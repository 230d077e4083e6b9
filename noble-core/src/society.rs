//! The society: one owned object holding every agent plus the engines that
//! act on them.
//!
//! Hosts create one [`Society`] per campaign session and pass a [`World`]
//! into each call. Nothing here is global, so two sessions (or two tests)
//! never see each other's state.
//!
//! ```text
//!   host event ──▶ register_memory ──▶ AgentRegistry
//!   scheduler  ──▶ tick(actor)     ──▶ GossipEngine ──▶ World::apply_relation_delta
//!                                  ──▶ decay + prune          │
//!   host hook  ◀───────────────────────────────────────────────┘
//!        └──▶ on_relation_changed ──▶ RippleService ──▶ World (notify = false)
//! ```

use std::rc::Rc;
use std::sync::Arc;

use tracing::{debug, debug_span, info};

use crate::agent::{AgentRegistry, MemoryEvent};
use crate::config::SocietyConfig;
use crate::error::Result;
use crate::eviction::{self, PruneReport};
use crate::gossip::{GossipEngine, GossipEvent, GossipOutcome};
use crate::metrics::{CounterSnapshot, SocietyCounters, TickTimer, spans};
use crate::persistence::{MemorySnapshot, PersistenceEngine};
use crate::ripple::{AppliedRipple, RelationChange, RippleService};
use crate::types::{ActorId, GameTime};
use crate::world::World;

/// What one agent tick did.
#[derive(Debug, Clone, PartialEq)]
pub struct TickReport {
    /// The gossip attempt.
    pub gossip: GossipOutcome,
    /// Records removed by decay and expiry.
    pub pruned: usize,
}

/// Owns the registry, engines, counters and tick timer.
#[derive(Debug)]
pub struct Society {
    config: SocietyConfig,
    registry: AgentRegistry,
    gossip: GossipEngine,
    ripple: Rc<RippleService>,
    counters: Arc<SocietyCounters>,
    timer: TickTimer,
}

impl Society {
    /// Create an empty society.
    #[must_use]
    pub fn new(config: SocietyConfig) -> Self {
        let counters = Arc::new(SocietyCounters::new());
        let gossip = GossipEngine::new(
            config.gossip.clone(),
            config.memory.decay_rates,
            Arc::clone(&counters),
        );
        let ripple = Rc::new(RippleService::new(config.ripple.clone(), Arc::clone(&counters)));
        Self {
            config,
            registry: AgentRegistry::new(),
            gossip,
            ripple,
            counters,
            timer: TickTimer::default(),
        }
    }

    /// Active configuration.
    #[must_use]
    pub fn config(&self) -> &SocietyConfig {
        &self.config
    }

    /// All agents.
    #[must_use]
    pub fn registry(&self) -> &AgentRegistry {
        &self.registry
    }

    /// All agents, mutably.
    pub fn registry_mut(&mut self) -> &mut AgentRegistry {
        &mut self.registry
    }

    /// The gossip engine.
    #[must_use]
    pub fn gossip(&self) -> &GossipEngine {
        &self.gossip
    }

    /// A shared handle to the ripple service, for relation-change hooks
    /// that live inside the host's world.
    #[must_use]
    pub fn ripple_service(&self) -> Rc<RippleService> {
        Rc::clone(&self.ripple)
    }

    /// Shared counters.
    #[must_use]
    pub fn counters(&self) -> &Arc<SocietyCounters> {
        &self.counters
    }

    /// Point-in-time counter values.
    #[must_use]
    pub fn metrics(&self) -> CounterSnapshot {
        self.counters.snapshot()
    }

    /// Per-tick timings.
    #[must_use]
    pub fn tick_timer(&self) -> &TickTimer {
        &self.timer
    }

    // ------------------------------------------------------------------
    // Simulation
    // ------------------------------------------------------------------

    /// Record an event in its source's memory. Returns records added (zero
    /// when the simulation is disabled).
    pub fn register_memory(&mut self, event: MemoryEvent, now: GameTime) -> usize {
        if !self.config.general.enabled {
            return 0;
        }
        let (source, kind) = (event.source, event.kind);
        let added = self
            .registry
            .register_memory(event, now, &self.config.memory.decay_rates);
        SocietyCounters::add(&self.counters.memories_registered, added);
        debug!(%source, %kind, added, "Memory registered");
        added
    }

    /// Daily tick for one actor: gossip, decay, prune, stamp.
    ///
    /// Returns `None` without doing anything if the actor already ticked
    /// within the last day, is unknown to `world`, or the simulation is
    /// disabled.
    pub fn tick<W: World + ?Sized>(&mut self, actor: ActorId, world: &mut W) -> Option<TickReport> {
        if !self.config.general.enabled || world.profile(actor).is_none() {
            return None;
        }
        let now = world.now();
        if !self.registry.get_or_create(actor).should_tick(now) {
            return None;
        }

        let _span = debug_span!(spans::TICK, %actor).entered();
        let _timing = self.timer.start();

        let gossip = self.gossip.try_gossip(&mut self.registry, actor, world);

        let traits = world.traits(actor);
        let agent = self.registry.get_or_create(actor);
        let pruned = agent.decay_and_prune(&traits, now);
        agent.mark_ticked(now);

        SocietyCounters::bump(&self.counters.ticks_run);
        SocietyCounters::add(&self.counters.memories_pruned, pruned);
        Some(TickReport { gossip, pruned })
    }

    /// Run the daily maintenance pass for one actor. `None` if it already
    /// ran within the last day or the actor has no memories yet.
    pub fn run_maintenance(&mut self, actor: ActorId, now: GameTime) -> Option<PruneReport> {
        let agent = self.registry.get_mut(actor)?;
        let _span = debug_span!(spans::MAINTENANCE, %actor).entered();
        let report = eviction::run_maintenance(agent, now, &self.config.memory)?;

        SocietyCounters::bump(&self.counters.maintenance_passes);
        SocietyCounters::add(&self.counters.memories_pruned, report.total());
        Some(report)
    }

    /// Ripple `change` out to the observers around both parties.
    pub fn apply_ripples<W: World + ?Sized>(&self, world: &mut W, change: &RelationChange) -> Vec<AppliedRipple> {
        self.ripple.apply_ripples(world, change)
    }

    /// Relationship-change hook; only material changes ripple.
    pub fn on_relation_changed<W: World + ?Sized>(
        &self,
        world: &mut W,
        change: &RelationChange,
    ) -> Vec<AppliedRipple> {
        self.ripple.on_relation_changed(world, change)
    }

    // ------------------------------------------------------------------
    // Gossip log
    // ------------------------------------------------------------------

    /// Logged gossip whose subject is `subject`.
    pub fn gossip_about(&self, subject: ActorId) -> impl Iterator<Item = &GossipEvent> {
        self.gossip.log().about(subject)
    }

    /// Logged gossip at or after `since`.
    pub fn recent_gossip(&self, since: GameTime) -> impl Iterator<Item = &GossipEvent> {
        self.gossip.log().since(since)
    }

    // ------------------------------------------------------------------
    // Persistence
    // ------------------------------------------------------------------

    /// Flatten one actor's state. `None` for actors never seen.
    #[must_use]
    pub fn snapshot(&self, actor: ActorId) -> Option<MemorySnapshot> {
        self.registry.get(actor).map(MemorySnapshot::from_agent)
    }

    /// Replace one actor's state with `snapshot`.
    ///
    /// # Errors
    /// Returns [`crate::SocietyError::SnapshotShape`] if the snapshot's
    /// lists disagree; the existing state is left untouched.
    pub fn restore(&mut self, actor: ActorId, snapshot: MemorySnapshot) -> Result<()> {
        let agent = snapshot.into_agent(actor)?;
        self.registry.insert(agent);
        Ok(())
    }

    /// Save every agent, then rotate the on-disk backups. Returns the
    /// number saved.
    ///
    /// # Errors
    /// Propagates storage failures; nothing is committed if the save itself
    /// fails.
    pub fn save(&self, engine: &PersistenceEngine) -> Result<usize> {
        let saved = engine.save_registry(&self.registry)?;
        engine.create_rotating_backup()?;
        SocietyCounters::bump(&self.counters.saves_completed);
        Ok(saved)
    }

    /// Replace every agent with what `engine` holds. Returns the number
    /// loaded.
    ///
    /// # Errors
    /// Propagates storage failures; the current registry is kept on error.
    pub fn load(&mut self, engine: &PersistenceEngine) -> Result<usize> {
        self.registry = engine.load_registry()?;
        info!(agents = self.registry.len(), "Society restored");
        Ok(self.registry.len())
    }
}

impl Default for Society {
    fn default() -> Self {
        Self::new(SocietyConfig::default())
    }
}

+-------+

◆ Exercise objective: Please transcribe only the lines in the records above running from the line that has "Replace one actor's" through the line that has "pub fn load(&mut", both included, exactly as they appear.

◆ Output of the task:
    /// Replace one actor's state with `snapshot`.
    ///
    /// # Errors
    /// Returns [`crate::SocietyError::SnapshotShape`] if the snapshot's
    /// lists disagree; the existing state is left untouched.
    pub fn restore(&mut self, actor: ActorId, snapshot: MemorySnapshot) -> Result<()> {
        let agent = snapshot.into_agent(actor)?;
        self.registry.insert(agent);
        Ok(())
    }

    /// Save every agent, then rotate the on-disk backups. Returns the
    /// number saved.
    ///
    /// # Errors
    /// Propagates storage failures; nothing is committed if the save itself
    /// fails.
    pub fn save(&self, engine: &PersistenceEngine) -> Result<usize> {
        let saved = engine.save_registry(&self.registry)?;
        engine.create_rotating_backup()?;
        SocietyCounters::bump(&self.counters.saves_completed);
        Ok(saved)
    }

    /// Replace every agent with what `engine` holds. Returns the number
    /// loaded.
    ///
    /// # Errors
    /// Propagates storage failures; the current registry is kept on error.
    pub fn load(&mut self, engine: &PersistenceEngine) -> Result<usize> {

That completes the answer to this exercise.